Records from a dataset:
------------------------
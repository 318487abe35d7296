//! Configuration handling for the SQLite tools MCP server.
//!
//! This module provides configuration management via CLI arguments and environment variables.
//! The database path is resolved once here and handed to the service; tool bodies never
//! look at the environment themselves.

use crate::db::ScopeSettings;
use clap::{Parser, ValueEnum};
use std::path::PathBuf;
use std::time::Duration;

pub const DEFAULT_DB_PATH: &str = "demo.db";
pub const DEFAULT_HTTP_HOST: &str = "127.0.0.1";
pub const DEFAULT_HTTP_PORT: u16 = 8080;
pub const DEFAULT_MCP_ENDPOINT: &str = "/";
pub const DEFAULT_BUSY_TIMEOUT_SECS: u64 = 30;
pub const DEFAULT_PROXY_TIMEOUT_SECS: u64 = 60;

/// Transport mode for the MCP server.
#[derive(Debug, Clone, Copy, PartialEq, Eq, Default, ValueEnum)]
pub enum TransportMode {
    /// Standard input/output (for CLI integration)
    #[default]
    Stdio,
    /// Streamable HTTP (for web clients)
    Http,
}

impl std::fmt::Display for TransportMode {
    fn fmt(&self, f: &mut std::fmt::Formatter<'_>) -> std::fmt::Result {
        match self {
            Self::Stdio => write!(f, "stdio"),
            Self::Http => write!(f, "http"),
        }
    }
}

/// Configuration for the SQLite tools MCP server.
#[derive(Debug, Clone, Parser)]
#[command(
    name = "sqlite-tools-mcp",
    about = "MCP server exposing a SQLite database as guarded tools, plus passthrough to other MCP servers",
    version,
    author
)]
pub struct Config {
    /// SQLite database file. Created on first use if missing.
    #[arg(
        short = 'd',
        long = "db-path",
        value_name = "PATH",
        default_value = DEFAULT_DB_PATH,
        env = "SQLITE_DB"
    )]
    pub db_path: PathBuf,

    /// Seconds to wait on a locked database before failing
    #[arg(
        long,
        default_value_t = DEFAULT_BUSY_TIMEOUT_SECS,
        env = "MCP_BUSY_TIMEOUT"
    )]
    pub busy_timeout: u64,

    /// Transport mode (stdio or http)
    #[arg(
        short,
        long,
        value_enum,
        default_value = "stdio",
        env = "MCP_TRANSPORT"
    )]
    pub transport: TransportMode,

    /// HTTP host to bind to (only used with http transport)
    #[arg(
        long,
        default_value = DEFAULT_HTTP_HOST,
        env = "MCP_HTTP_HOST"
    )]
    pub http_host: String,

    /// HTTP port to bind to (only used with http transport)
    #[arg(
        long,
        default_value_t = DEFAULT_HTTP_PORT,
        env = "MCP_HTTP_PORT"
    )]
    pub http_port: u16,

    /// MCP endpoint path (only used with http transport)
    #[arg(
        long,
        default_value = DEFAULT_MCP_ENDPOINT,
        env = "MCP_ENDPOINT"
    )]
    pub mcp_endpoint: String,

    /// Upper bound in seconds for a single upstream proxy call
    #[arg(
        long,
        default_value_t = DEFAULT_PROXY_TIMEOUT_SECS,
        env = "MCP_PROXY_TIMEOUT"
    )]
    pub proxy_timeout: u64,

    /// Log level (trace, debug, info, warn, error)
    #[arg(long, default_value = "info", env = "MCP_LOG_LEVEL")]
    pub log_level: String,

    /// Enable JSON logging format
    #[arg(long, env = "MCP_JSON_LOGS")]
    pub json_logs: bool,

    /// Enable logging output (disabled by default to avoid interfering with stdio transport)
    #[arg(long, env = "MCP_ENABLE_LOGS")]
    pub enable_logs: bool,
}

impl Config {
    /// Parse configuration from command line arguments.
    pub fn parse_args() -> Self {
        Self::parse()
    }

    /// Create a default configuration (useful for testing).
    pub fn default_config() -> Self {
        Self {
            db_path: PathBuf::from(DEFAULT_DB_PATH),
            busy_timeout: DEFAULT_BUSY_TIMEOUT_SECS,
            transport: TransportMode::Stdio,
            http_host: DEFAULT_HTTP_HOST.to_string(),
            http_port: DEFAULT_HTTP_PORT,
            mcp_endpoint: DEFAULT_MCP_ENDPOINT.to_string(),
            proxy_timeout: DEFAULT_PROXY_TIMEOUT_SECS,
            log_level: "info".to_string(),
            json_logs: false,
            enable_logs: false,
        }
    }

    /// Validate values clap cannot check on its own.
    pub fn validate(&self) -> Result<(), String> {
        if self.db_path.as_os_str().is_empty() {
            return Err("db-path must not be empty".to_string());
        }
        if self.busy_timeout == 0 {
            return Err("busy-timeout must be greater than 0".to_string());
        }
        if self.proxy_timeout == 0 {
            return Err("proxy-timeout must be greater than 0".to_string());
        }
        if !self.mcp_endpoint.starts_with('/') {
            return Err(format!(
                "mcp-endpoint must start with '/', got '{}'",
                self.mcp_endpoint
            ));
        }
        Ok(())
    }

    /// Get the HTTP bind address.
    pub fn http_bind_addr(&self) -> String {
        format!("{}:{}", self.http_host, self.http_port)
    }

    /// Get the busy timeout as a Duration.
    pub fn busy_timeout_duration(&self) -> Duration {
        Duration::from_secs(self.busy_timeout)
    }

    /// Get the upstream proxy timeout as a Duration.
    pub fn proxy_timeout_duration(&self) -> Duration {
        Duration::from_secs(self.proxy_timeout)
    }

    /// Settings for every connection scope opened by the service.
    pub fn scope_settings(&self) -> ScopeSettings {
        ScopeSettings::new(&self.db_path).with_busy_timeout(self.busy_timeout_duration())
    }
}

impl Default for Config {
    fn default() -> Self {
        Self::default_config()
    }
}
------------------------
## Description of the task
Nothing in the records may be altered; restate them word for word.

## Solution
repository 318487abe35d7296
//! Configuration handling for the SQLite tools MCP server.
//!
//! This module provides configuration management via CLI arguments and environment variables.
//! The database path is resolved once here and handed to the service; tool bodies never
//! look at the environment themselves.

use crate::db::ScopeSettings;
use clap::{Parser, ValueEnum};
use std::path::PathBuf;
use std::time::Duration;

pub const DEFAULT_DB_PATH: &str = "demo.db";
pub const DEFAULT_HTTP_HOST: &str = "127.0.0.1";
pub const DEFAULT_HTTP_PORT: u16 = 8080;
pub const DEFAULT_MCP_ENDPOINT: &str = "/";
pub const DEFAULT_BUSY_TIMEOUT_SECS: u64 = 30;
pub const DEFAULT_PROXY_TIMEOUT_SECS: u64 = 60;

/// Transport mode for the MCP server.
#[derive(Debug, Clone, Copy, PartialEq, Eq, Default, ValueEnum)]
pub enum TransportMode {
    /// Standard input/output (for CLI integration)
    #[default]
    Stdio,
    /// Streamable HTTP (for web clients)
    Http,
}

impl std::fmt::Display for TransportMode {
    fn fmt(&self, f: &mut std::fmt::Formatter<'_>) -> std::fmt::Result {
        match self {
            Self::Stdio => write!(f, "stdio"),
            Self::Http => write!(f, "http"),
        }
    }
}

/// Configuration for the SQLite tools MCP server.
#[derive(Debug, Clone, Parser)]
#[command(
    name = "sqlite-tools-mcp",
    about = "MCP server exposing a SQLite database as guarded tools, plus passthrough to other MCP servers",
    version,
    author
)]
pub struct Config {
    /// SQLite database file. Created on first use if missing.
    #[arg(
        short = 'd',
        long = "db-path",
        value_name = "PATH",
        default_value = DEFAULT_DB_PATH,
        env = "SQLITE_DB"
    )]
    pub db_path: PathBuf,

    /// Seconds to wait on a locked database before failing
    #[arg(
        long,
        default_value_t = DEFAULT_BUSY_TIMEOUT_SECS,
        env = "MCP_BUSY_TIMEOUT"
    )]
    pub busy_timeout: u64,

    /// Transport mode (stdio or http)
    #[arg(
        short,
        long,
        value_enum,
        default_value = "stdio",
        env = "MCP_TRANSPORT"
    )]
    pub transport: TransportMode,

    /// HTTP host to bind to (only used with http transport)
    #[arg(
        long,
        default_value = DEFAULT_HTTP_HOST,
        env = "MCP_HTTP_HOST"
    )]
    pub http_host: String,

    /// HTTP port to bind to (only used with http transport)
    #[arg(
        long,
        default_value_t = DEFAULT_HTTP_PORT,
        env = "MCP_HTTP_PORT"
    )]
    pub http_port: u16,

    /// MCP endpoint path (only used with http transport)
    #[arg(
        long,
        default_value = DEFAULT_MCP_ENDPOINT,
        env = "MCP_ENDPOINT"
    )]
    pub mcp_endpoint: String,

    /// Upper bound in seconds for a single upstream proxy call
    #[arg(
        long,
        default_value_t = DEFAULT_PROXY_TIMEOUT_SECS,
        env = "MCP_PROXY_TIMEOUT"
    )]
    pub proxy_timeout: u64,

    /// Log level (trace, debug, info, warn, error)
    #[arg(long, default_value = "info", env = "MCP_LOG_LEVEL")]
    pub log_level: String,

    /// Enable JSON logging format
    #[arg(long, env = "MCP_JSON_LOGS")]
    pub json_logs: bool,

    /// Enable logging output (disabled by default to avoid interfering with stdio transport)
    #[arg(long, env = "MCP_ENABLE_LOGS")]
    pub enable_logs: bool,
}

impl Config {
    /// Parse configuration from command line arguments.
    pub fn parse_args() -> Self {
        Self::parse()
    }

    /// Create a default configuration (useful for testing).
    pub fn default_config() -> Self {
        Self {
            db_path: PathBuf::from(DEFAULT_DB_PATH),
            busy_timeout: DEFAULT_BUSY_TIMEOUT_SECS,
            transport: TransportMode::Stdio,
            http_host: DEFAULT_HTTP_HOST.to_string(),
            http_port: DEFAULT_HTTP_PORT,
            mcp_endpoint: DEFAULT_MCP_ENDPOINT.to_string(),
            proxy_timeout: DEFAULT_PROXY_TIMEOUT_SECS,
            log_level: "info".to_string(),
            json_logs: false,
            enable_logs: false,
        }
    }

    /// Validate values clap cannot check on its own.
    pub fn validate(&self) -> Result<(), String> {
        if self.db_path.as_os_str().is_empty() {
            return Err("db-path must not be empty".to_string());
        }
        if self.busy_timeout == 0 {
            return Err("busy-timeout must be greater than 0".to_string());
        }
        if self.proxy_timeout == 0 {
            return Err("proxy-timeout must be greater than 0".to_string());
        }
        if !self.mcp_endpoint.starts_with('/') {
            return Err(format!(
                "mcp-endpoint must start with '/', got '{}'",
                self.mcp_endpoint
            ));
        }
        Ok(())
    }

    /// Get the HTTP bind address.
    pub fn http_bind_addr(&self) -> String {
        format!("{}:{}", self.http_host, self.http_port)
    }

    /// Get the busy timeout as a Duration.
    pub fn busy_timeout_duration(&self) -> Duration {
        Duration::from_secs(self.busy_timeout)
    }

    /// Get the upstream proxy timeout as a Duration.
    pub fn proxy_timeout_duration(&self) -> Duration {
        Duration::from_secs(self.proxy_timeout)
    }

    /// Settings for every connection scope opened by the service.
    pub fn scope_settings(&self) -> ScopeSettings {
        ScopeSettings::new(&self.db_path).with_busy_timeout(self.busy_timeout_duration())
    }
}

impl Default for Config {
    fn default() -> Self {
        Self::default_config()
    }
}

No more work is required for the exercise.